▶ **AIM OF THE EXERCISE**: When the line with "pub fn new(width: u32, height: u32, fill: Block)" appears below, start repeating lines exactly, and keep going through the line with "tile.x >= 0"; add nothing outside that span.

▶ **DATA SUPPLIED**:

use clap::{Parser, Subcommand};
use std::path::Path;
use tracing_subscriber::EnvFilter;

use emberfield::cli::commands;
use emberfield::config::simulation::SimulationConfig;

#[derive(Parser)]
#[command(name = "emberfield")]
#[command(about = "A tile-grid fire hazard simulation engine with probabilistic spread rules")]
#[command(version)]
struct Cli {
    /// Path to the configuration file
    #[arg(short, long, default_value = "config.toml")]
    config: String,

    #[command(subcommand)]
    command: Commands,
}

#[derive(Subcommand)]
enum Commands {
    /// Generate a world from procedural parameters and print its summary
    Generate {
        /// Path to world generation config file
        #[arg(short, long, default_value = "worldgen.toml")]
        worldgen: String,
    },

    /// Run the fire simulation tick loop
    Run {
        /// Stop after this many ticks (overrides max_ticks; 0 = no limit)
        #[arg(short, long)]
        ticks: Option<u64>,

        /// Print per-report statistics as JSON lines
        #[arg(long)]
        json: bool,
    },
}

fn main() {
    let cli = Cli::parse();

    match cli.command {
        Commands::Generate { worldgen } => {
            if let Err(e) = commands::generate(&worldgen) {
                eprintln!("Error: {}", e);
                std::process::exit(1);
            }
        }

        Commands::Run { ticks, json } => {
            let config = match SimulationConfig::from_file(Path::new(&cli.config)) {
                Ok(c) => c,
                Err(e) => {
                    eprintln!("Error loading config: {}", e);
                    std::process::exit(1);
                }
            };
            init_logging(&config.log_level);

            if let Err(e) = commands::run_simulation(&config, ticks, json) {
                eprintln!("Simulation error: {}", e);
                std::process::exit(1);
            }
        }
    }
}

fn init_logging(level: &str) {
    let filter = EnvFilter::try_from_default_env().unwrap_or_else(|_| EnvFilter::new(level));
    tracing_subscriber::fmt().with_env_filter(filter).init();
}
pub mod effects;
pub mod fire;
pub mod statistics;

use std::time::Instant;

use rand::Rng;

use crate::simulation::effects::EffectSink;
use crate::simulation::fire::FireField;
use crate::simulation::statistics::TickStatistics;
use crate::world::World;

/// Result of executing a single tick.
#[derive(Debug)]
pub struct TickResult {
    pub statistics: TickStatistics,
}

/// Execute a single simulation step.
///
/// The fire pass runs first and is the only writer of the registry within a
/// step; world housekeeping (status countdowns, corpse removal) follows, then
/// the tick count advances and statistics are computed. The host decides how
/// `extinguish` calls from other subsystems order relative to this.
pub fn execute_tick<R: Rng>(
    world: &mut World,
    fires: &mut FireField,
    rng: &mut R,
    effects: &mut dyn EffectSink,
    delta_time: f32,
) -> TickResult {
    let tick_start = Instant::now();

    let report = fires.update(world, rng, effects, delta_time);
    world.update(delta_time);
    world.tick_count += 1;

    let tick_duration = tick_start.elapsed().as_secs_f32() * 1000.0;
    let statistics = statistics::compute_statistics(world, fires, &report, tick_duration);

    TickResult { statistics }
}
use glam::{Vec2, vec2};
use serde::{Deserialize, Serialize};

use crate::world::block::Block;

/// Width of one tile in world units. Effect positions and area-damage radii
/// are expressed in this coordinate space.
pub const TILE_SIZE: f32 = 8.0;

/// The four axis-aligned neighbor offsets, in draw order.
pub const CARDINAL_OFFSETS: [(i32, i32); 4] = [(1, 0), (0, 1), (-1, 0), (0, -1)];

/// Coordinate of a single grid cell.
#[derive(
    Debug, Clone, Copy, PartialEq, Eq, Hash, PartialOrd, Ord, Serialize, Deserialize,
)]
pub struct TilePoint {
    pub x: i32,
    pub y: i32,
}

impl TilePoint {
    pub fn new(x: i32, y: i32) -> Self {
        Self { x, y }
    }

    pub fn offset(self, dx: i32, dy: i32) -> TilePoint {
        TilePoint::new(self.x + dx, self.y + dy)
    }

    /// Center of this tile in world units.
    pub fn world_pos(self) -> Vec2 {
        vec2(self.x as f32 * TILE_SIZE, self.y as f32 * TILE_SIZE)
    }
}

/// Dense rectangular block grid.
#[derive(Debug, Clone, PartialEq)]
pub struct Grid {
    width: u32,
    height: u32,
    blocks: Vec<Block>,
}

impl Grid {
    pub fn new(width: u32, height: u32, fill: Block) -> Self {
        Self {
            width,
            height,
            blocks: vec![fill; (width * height) as usize],
        }
    }

    pub fn width(&self) -> u32 {
        self.width
    }

    pub fn height(&self) -> u32 {
        self.height
    }

    pub fn in_bounds(&self, tile: TilePoint) -> bool {
        tile.x >= 0
            && tile.y >= 0
            && (tile.x as u32) < self.width
            && (tile.y as u32) < self.height
    }

    /// Resolve raw coordinates to a valid tile, if any. This is the validity
    /// boundary: callers that hold a `TilePoint` from here may index freely.
    pub fn tile(&self, x: i32, y: i32) -> Option<TilePoint> {
        let tile = TilePoint::new(x, y);
        self.in_bounds(tile).then_some(tile)
    }

    pub fn get(&self, tile: TilePoint) -> Option<Block> {
        self.in_bounds(tile)
            .then(|| self.blocks[self.index(tile)])
    }

    /// Replace the block on a tile. Out-of-bounds writes are ignored.
    pub fn set(&mut self, tile: TilePoint, block: Block) {
        if self.in_bounds(tile) {
            let idx = self.index(tile);
            self.blocks[idx] = block;
        }
    }

    /// Iterate every tile with its block, row-major.
    pub fn cells(&self) -> impl Iterator<Item = (TilePoint, Block)> + '_ {
        let width = self.width as i32;
        self.blocks
            .iter()
            .enumerate()
            .map(move |(i, block)| (TilePoint::new(i as i32 % width, i as i32 / width), *block))
    }

    fn index(&self, tile: TilePoint) -> usize {
        (tile.y as u32 * self.width + tile.x as u32) as usize
    }
}
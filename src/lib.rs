//! Tile-grid fire hazard simulation: ignition, fuel-driven growth,
//! probabilistic spread to adjacent tiles, extinguishing, and expiration,
//! with side effects on occupants and flammable liquid puddles.

pub mod cli;
pub mod config;
pub mod simulation;
pub mod world;
use glam::{Vec2, vec2};
use rand::Rng;
use tracing::trace;

/// Ambient visual/audio cues the simulation emits. Consumers decide how to
/// present them; the core only names them and where they happen.
#[derive(Debug, Clone, Copy, PartialEq, Eq, Hash)]
pub enum EffectKind {
    Flame,
    Smoke,
}

/// One-way, fire-and-forget sink for ambient effects.
pub trait EffectSink {
    fn emit(&mut self, kind: EffectKind, pos: Vec2);
}

/// Discards every effect.
pub struct NullEffects;

impl EffectSink for NullEffects {
    fn emit(&mut self, _kind: EffectKind, _pos: Vec2) {}
}

/// Stores emitted effects for inspection in tests.
#[derive(Debug, Default)]
pub struct RecordingEffects {
    pub events: Vec<(EffectKind, Vec2)>,
}

impl RecordingEffects {
    pub fn count(&self, kind: EffectKind) -> usize {
        self.events.iter().filter(|(k, _)| *k == kind).count()
    }
}

impl EffectSink for RecordingEffects {
    fn emit(&mut self, kind: EffectKind, pos: Vec2) {
        self.events.push((kind, pos));
    }
}

/// Emits effects as trace-level log events.
pub struct LogEffects;

impl EffectSink for LogEffects {
    fn emit(&mut self, kind: EffectKind, pos: Vec2) {
        trace!(?kind, x = pos.x, y = pos.y, "effect");
    }
}

/// Uniform positional jitter in `[-range, range]` on both axes.
pub fn jittered<R: Rng>(pos: Vec2, range: f32, rng: &mut R) -> Vec2 {
    pos + vec2(
        rng.gen_range(-range..=range),
        rng.gen_range(-range..=range),
    )
}
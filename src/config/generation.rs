use serde::{Deserialize, Serialize};
use std::path::Path;

/// Parameters used to procedurally populate a fire field.
/// Stored with the world for reproducibility.
#[derive(Debug, Clone, PartialEq, Serialize, Deserialize)]
pub struct GenerationParams {
    /// 0 means: pick a random seed.
    #[serde(default)]
    pub seed: u64,
    #[serde(default = "default_width")]
    pub width: u32,
    #[serde(default = "default_height")]
    pub height: u32,
    /// Chance per tile of holding a flammable block instead of bare stone.
    #[serde(default = "default_vegetation_density")]
    pub vegetation_density: f32,
    /// Chance per tile of holding a liquid puddle.
    #[serde(default = "default_puddle_density")]
    pub puddle_density: f32,
    #[serde(default = "default_structure_count")]
    pub structure_count: u32,
    #[serde(default = "default_unit_count")]
    pub unit_count: u32,
    #[serde(default = "default_initial_fires")]
    pub initial_fires: u32,
}

fn default_width() -> u32 {
    64
}
fn default_height() -> u32 {
    48
}
fn default_vegetation_density() -> f32 {
    0.35
}
fn default_puddle_density() -> f32 {
    0.04
}
fn default_structure_count() -> u32 {
    6
}
fn default_unit_count() -> u32 {
    8
}
fn default_initial_fires() -> u32 {
    3
}

impl Default for GenerationParams {
    fn default() -> Self {
        GenerationParams {
            seed: 0,
            width: default_width(),
            height: default_height(),
            vegetation_density: default_vegetation_density(),
            puddle_density: default_puddle_density(),
            structure_count: default_structure_count(),
            unit_count: default_unit_count(),
            initial_fires: default_initial_fires(),
        }
    }
}

impl GenerationParams {
    /// Load generation parameters from a TOML file.
    pub fn from_file(path: &Path) -> Result<Self, String> {
        let content = std::fs::read_to_string(path)
            .map_err(|e| format!("Cannot read {}: {}", path.display(), e))?;
        let params: Self = toml::from_str(&content)
            .map_err(|e| format!("Invalid TOML in {}: {}", path.display(), e))?;
        params.validate()?;
        Ok(params)
    }

    /// Validate parameter ranges.
    pub fn validate(&self) -> Result<(), String> {
        if !(1..=1024).contains(&self.width) {
            return Err(format!("width must be 1-1024, got {}", self.width));
        }
        if !(1..=1024).contains(&self.height) {
            return Err(format!("height must be 1-1024, got {}", self.height));
        }
        if !(0.0..=1.0).contains(&self.vegetation_density) {
            return Err(format!(
                "vegetation_density must be 0.0-1.0, got {}",
                self.vegetation_density
            ));
        }
        if !(0.0..=1.0).contains(&self.puddle_density) {
            return Err(format!(
                "puddle_density must be 0.0-1.0, got {}",
                self.puddle_density
            ));
        }
        let tiles = self.width * self.height;
        if self.structure_count > tiles {
            return Err(format!(
                "structure_count must fit the grid ({} tiles), got {}",
                tiles, self.structure_count
            ));
        }
        if self.initial_fires > tiles {
            return Err(format!(
                "initial_fires must fit the grid ({} tiles), got {}",
                tiles, self.initial_fires
            ));
        }
        Ok(())
    }
}
//! Connection bootstrap utilities for SQLite.
//!
//! # Responsibility
//! - Open file or in-memory SQLite connections.
//! - Configure the pragmas member/team storage relies on.
//! - Trigger schema migrations before returning a usable connection.
//!
//! # Invariants
//! - Returned connections have `foreign_keys=ON`, so a member can only
//!   reference an existing team row.
//! - Returned connections have migrations fully applied.

use super::migrations::apply_migrations;
use super::DbResult;
use log::{debug, error, info};
use rusqlite::Connection;
use std::path::Path;
use std::time::{Duration, Instant};

const BUSY_TIMEOUT: Duration = Duration::from_secs(5);

/// Opens a SQLite database file and applies all pending migrations.
///
/// # Side effects
/// - Creates the file when it does not exist yet.
/// - Emits `db_open` logging events with duration and status.
pub fn open_db(path: impl AsRef<Path>) -> DbResult<Connection> {
    open_with("file", || Connection::open(path))
}

/// Opens an in-memory SQLite database and applies all pending migrations.
///
/// Every call returns an independent, empty database.
pub fn open_db_in_memory() -> DbResult<Connection> {
    open_with("memory", Connection::open_in_memory)
}

fn open_with(
    mode: &'static str,
    open: impl FnOnce() -> rusqlite::Result<Connection>,
) -> DbResult<Connection> {
    let started_at = Instant::now();
    info!("event=db_open module=db status=start mode={mode}");

    let mut conn = open().map_err(|err| {
        error!(
            "event=db_open module=db status=error mode={mode} duration_ms={} error_code=db_open_failed error={err}",
            started_at.elapsed().as_millis()
        );
        err
    })?;

    if let Err(err) = bootstrap_connection(&mut conn) {
        error!(
            "event=db_open module=db status=error mode={mode} duration_ms={} error_code=db_bootstrap_failed error={err}",
            started_at.elapsed().as_millis()
        );
        return Err(err);
    }

    info!(
        "event=db_open module=db status=ok mode={mode} duration_ms={}",
        started_at.elapsed().as_millis()
    );
    Ok(conn)
}

fn bootstrap_connection(conn: &mut Connection) -> DbResult<()> {
    conn.execute_batch("PRAGMA foreign_keys = ON;")?;
    conn.busy_timeout(BUSY_TIMEOUT)?;
    let applied = apply_migrations(conn)?;
    debug!("event=db_bootstrap module=db status=ok migrations_applied={applied}");
    Ok(())
}
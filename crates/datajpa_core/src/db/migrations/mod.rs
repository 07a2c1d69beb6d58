//! SQLite migration registry and executor.
//!
//! # Responsibility
//! - Register the member/team schema migrations in strictly increasing order.
//! - Apply pending migrations inside one transaction.
//!
//! # Invariants
//! - `version` values must remain monotonic.
//! - Applied migration version is mirrored to `PRAGMA user_version`.

use crate::db::{DbError, DbResult};
use log::info;
use rusqlite::Connection;

#[derive(Debug, Clone, Copy)]
struct Migration {
    version: u32,
    name: &'static str,
    sql: &'static str,
}

const MIGRATIONS: &[Migration] = &[
    Migration {
        version: 1,
        name: "init",
        sql: include_str!("0001_init.sql"),
    },
    Migration {
        version: 2,
        name: "member_indexes",
        sql: include_str!("0002_member_indexes.sql"),
    },
];

/// Returns the latest migration version known by this binary.
pub fn latest_version() -> u32 {
    MIGRATIONS.last().map_or(0, |migration| migration.version)
}

/// Applies all pending migrations on the provided connection.
///
/// Returns the number of migrations applied by this call.
pub fn apply_migrations(conn: &mut Connection) -> DbResult<usize> {
    let current_version = current_user_version(conn)?;
    let latest = latest_version();

    if current_version > latest {
        return Err(DbError::UnsupportedSchemaVersion {
            db_version: current_version,
            latest_supported: latest,
        });
    }

    if current_version == latest {
        return Ok(0);
    }

    let tx = conn.transaction()?;
    let mut applied = 0;
    for migration in MIGRATIONS {
        if migration.version <= current_version {
            continue;
        }

        tx.execute_batch(migration.sql)?;
        tx.execute_batch(&format!("PRAGMA user_version = {};", migration.version))?;
        info!(
            "event=migration_applied module=db status=ok version={} name={}",
            migration.version, migration.name
        );
        applied += 1;
    }
    tx.commit()?;

    Ok(applied)
}

/// Reads the schema version mirrored in `PRAGMA user_version`.
pub fn current_user_version(conn: &Connection) -> DbResult<u32> {
    let version = conn.query_row("PRAGMA user_version;", [], |row| row.get::<_, u32>(0))?;
    Ok(version)
}

#[cfg(test)]
mod tests {
    use super::{apply_migrations, latest_version, MIGRATIONS};
    use rusqlite::Connection;

    #[test]
    fn migration_versions_are_strictly_increasing() {
        for pair in MIGRATIONS.windows(2) {
            assert!(pair[0].version < pair[1].version);
        }
        assert_eq!(latest_version(), 2);
    }

    #[test]
    fn second_apply_is_a_no_op() {
        let mut conn = Connection::open_in_memory().unwrap();
        assert_eq!(apply_migrations(&mut conn).unwrap(), MIGRATIONS.len());
        assert_eq!(apply_migrations(&mut conn).unwrap(), 0);
    }
}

▶ **ANSWER BOX**:
    pub fn new(width: u32, height: u32, fill: Block) -> Self {
        Self {
            width,
            height,
            blocks: vec![fill; (width * height) as usize],
        }
    }

    pub fn width(&self) -> u32 {
        self.width
    }

    pub fn height(&self) -> u32 {
        self.height
    }

    pub fn in_bounds(&self, tile: TilePoint) -> bool {
        tile.x >= 0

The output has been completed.